The search for a mechanism explaining fetal adaptation has been accelerated by the knowledge that many of the adult-onset morbidities are accompanied by changes in the expression of genes regulating, among other things, metabolic processes, apoptosis, and cellular signaling. The idea that a perinatal insult could have lasting effects on gene expression has opened the door to epigenetics as a mechanism for fetal adaptation. Perhaps most important, epigenetic regulation of gene expression provides a mechanism that allows for adaptation to a variety of conditions that may be encountered during development. Further, the response to these varied conditions and the need for particular responses from particular genes requires that the adaptation be both specific and precise. The epigenetic regulation of gene expression provides the fidelity, or reliability, of gene-specific responses to diverse conditions.

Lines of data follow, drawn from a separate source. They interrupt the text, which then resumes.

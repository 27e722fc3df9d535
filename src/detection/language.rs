//! Primary programming language guess.

use std::{
    fmt::{Display, Formatter, Result},
    path::Path,
};

use serde::Serialize;

use crate::manifest::Manifests;

/// Primary language of the analyzed project.
#[derive(Clone, Copy, Debug, Default, PartialEq, Eq, Serialize)]
pub enum Language {
    TypeScript,
    JavaScript,
    #[serde(rename = "PHP")]
    Php,
    Go,
    Rust,
    Python,
    Dart,
    #[default]
    Unknown,
}

impl Language {
    #[must_use]
    pub const fn as_str(self) -> &'static str {
        match self {
            Self::TypeScript => "TypeScript",
            Self::JavaScript => "JavaScript",
            Self::Php => "PHP",
            Self::Go => "Go",
            Self::Rust => "Rust",
            Self::Python => "Python",
            Self::Dart => "Dart",
            Self::Unknown => "Unknown",
        }
    }
}

impl Display for Language {
    fn fmt(&self, f: &mut Formatter<'_>) -> Result {
        f.write_str(self.as_str())
    }
}

type Rule = (fn(&Path, &Manifests) -> bool, Language);

static LANGUAGE_RULES: &[Rule] = &[
    (
        |root, m| m.package.is_loaded() && root.join("tsconfig.json").exists(),
        Language::TypeScript,
    ),
    (|_, m| m.package.is_loaded(), Language::JavaScript),
    (|_, m| m.composer.is_loaded(), Language::Php),
    (|root, _| root.join("go.mod").exists(), Language::Go),
    (|root, _| root.join("Cargo.toml").exists(), Language::Rust),
    (
        |root, _| root.join("pyproject.toml").exists() || root.join("requirements.txt").exists(),
        Language::Python,
    ),
    (|root, _| root.join("pubspec.yaml").exists(), Language::Dart),
];

/// Guess the primary language; only the first matching rule applies.
#[must_use]
pub fn detect_language(root: &Path, manifests: &Manifests) -> Language {
    LANGUAGE_RULES
        .iter()
        .find_map(|(matches, language)| matches(root, manifests).then_some(*language))
        .unwrap_or_default()
}
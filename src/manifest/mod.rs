//! Manifest readers for the analyzed project.
//!
//! This module turns the package declarations found at the project root into
//! normalized records that the detectors can query by dependency name.
//!
//! ## Main Parts
//!
//! - [`PackageManifest`] - `package.json` (JS ecosystem)
//! - [`ComposerManifest`] - `composer.json` (PHP ecosystem)
//! - [`Manifests`] - all of the above, read in one go

pub mod package;

use std::path::Path;

pub use package::{ComposerManifest, PackageManifest};

use crate::diagnostics::Diagnostics;

/// Every manifest record read from a project root.
#[derive(Clone, Debug, Default)]
pub struct Manifests {
    pub package: PackageManifest,
    pub composer: ComposerManifest,
}

impl Manifests {
    /// Read all supported manifests at `root`, absorbing any failure.
    pub fn read(root: &Path, diagnostics: &mut Diagnostics) -> Self {
        Self {
            package: PackageManifest::read(root, diagnostics),
            composer: ComposerManifest::read(root, diagnostics),
        }
    }
}
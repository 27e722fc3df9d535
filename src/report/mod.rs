//! Report assembly and presentation.
//!
//! [`Analyzer`] runs the whole pipeline against a project root and assembles
//! an [`AnalysisResult`]; [`output`] renders it either as JSON or as a
//! human-readable summary.

pub mod output;
pub mod suggested;

use std::path::{Path, PathBuf};

use anyhow::{Result, bail};
use serde::Serialize;

pub use suggested::SuggestedFiles;

use crate::{
    config::ScanOptions,
    detection::{
        DetectionContext, Language, RoutingDescriptor, StackInputs, StackType, classify_stack,
        detect_frameworks, detect_language, detect_routing, detect_ui_frameworks,
    },
    diagnostics::Diagnostics,
    manifest::{ComposerManifest, Manifests, PackageManifest},
    scanner::Scanner,
};

/// Everything known about an analyzed project.
#[derive(Clone, Debug, Serialize)]
#[serde(rename_all = "camelCase")]
pub struct AnalysisResult {
    /// Absolute path of the analyzed root
    pub path: PathBuf,
    pub stack_type: StackType,
    pub language: Language,
    pub frameworks: Vec<&'static str>,
    pub ui_frameworks: Vec<&'static str>,
    pub routing: RoutingDescriptor,
    pub package_json: PackageManifest,
    pub composer_json: ComposerManifest,
    /// Relative subdirectory paths, sorted
    pub directory_tree: Vec<String>,
    pub suggested_preset_files: SuggestedFiles,
}

/// Runs every detector against a project root.
pub struct Analyzer {
    scanner: Scanner,
}

impl Analyzer {
    #[must_use]
    pub const fn new(scan_options: ScanOptions) -> Self {
        Self {
            scanner: Scanner::new(scan_options),
        }
    }

    /// Analyze the project at `root`.
    ///
    /// Non-fatal problems (unreadable manifests, unreadable directories) are
    /// absorbed and recorded in `diagnostics`.
    ///
    /// # Errors
    ///
    /// Returns an error if `root` does not exist or cannot be resolved to an
    /// absolute path.
    pub fn analyze(&self, root: &Path, diagnostics: &mut Diagnostics) -> Result<AnalysisResult> {
        if !root.exists() {
            bail!("Path does not exist: {}", root.display());
        }

        let root = root.canonicalize()?;

        let manifests = Manifests::read(&root, diagnostics);
        let ctx = DetectionContext::new(&root, &manifests);

        let frameworks = detect_frameworks(&ctx);
        let ui_frameworks = detect_ui_frameworks(&ctx);
        let routing = detect_routing(&root, &frameworks, &self.scanner, diagnostics);
        let stack_type = classify_stack(&StackInputs {
            root: &root,
            frameworks: &frameworks,
            package: &manifests.package,
        });
        let language = detect_language(&root, &manifests);
        let directory_tree = self.scanner.directory_tree(&root, diagnostics);

        let Manifests { package, composer } = manifests;

        Ok(AnalysisResult {
            path: root,
            stack_type,
            language,
            frameworks,
            ui_frameworks,
            routing,
            package_json: package,
            composer_json: composer,
            directory_tree,
            suggested_preset_files: SuggestedFiles::for_stack(stack_type),
        })
    }
}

This report discusses epigenetics as a mechanism by which perinatal adaptations can be made by the developing fetus. Consideration is given to the importance of the use of multiple models to define mechanisms that contribute to specific vs. general adaptations. The effect of intrauterine growth restriction (IUGR) on the epigenetic characteristics of several genes is discussed, with particular emphasis on IGF-1.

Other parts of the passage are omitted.